:: INFORMATION GIVEN

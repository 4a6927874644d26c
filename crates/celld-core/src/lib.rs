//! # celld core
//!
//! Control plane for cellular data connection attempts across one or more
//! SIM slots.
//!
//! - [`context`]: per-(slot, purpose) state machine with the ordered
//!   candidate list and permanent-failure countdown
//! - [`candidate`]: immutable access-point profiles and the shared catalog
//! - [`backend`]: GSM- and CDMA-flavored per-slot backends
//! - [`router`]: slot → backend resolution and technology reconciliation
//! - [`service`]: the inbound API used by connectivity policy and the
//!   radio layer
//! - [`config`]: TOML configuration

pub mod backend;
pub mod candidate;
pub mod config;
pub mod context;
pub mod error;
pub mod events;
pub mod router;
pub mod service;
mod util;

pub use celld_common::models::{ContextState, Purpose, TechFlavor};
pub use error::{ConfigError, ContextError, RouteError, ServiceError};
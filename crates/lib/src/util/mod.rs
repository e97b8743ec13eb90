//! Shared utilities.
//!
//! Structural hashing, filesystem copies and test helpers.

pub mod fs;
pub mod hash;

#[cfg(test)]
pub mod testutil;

::::

- WORK TASK: Give back, unchanged, the line containing "filename crates/lib/src/util/mod.rs" and each line that comes after it in the entries above, ending with the last.

- EXERCISE SOLUTION:
filename crates/lib/src/util/mod.rs
repository e97b8743ec13eb90
//! Shared utilities.
//!
//! Structural hashing, filesystem copies and test helpers.

pub mod fs;
pub mod hash;

#[cfg(test)]
pub mod testutil;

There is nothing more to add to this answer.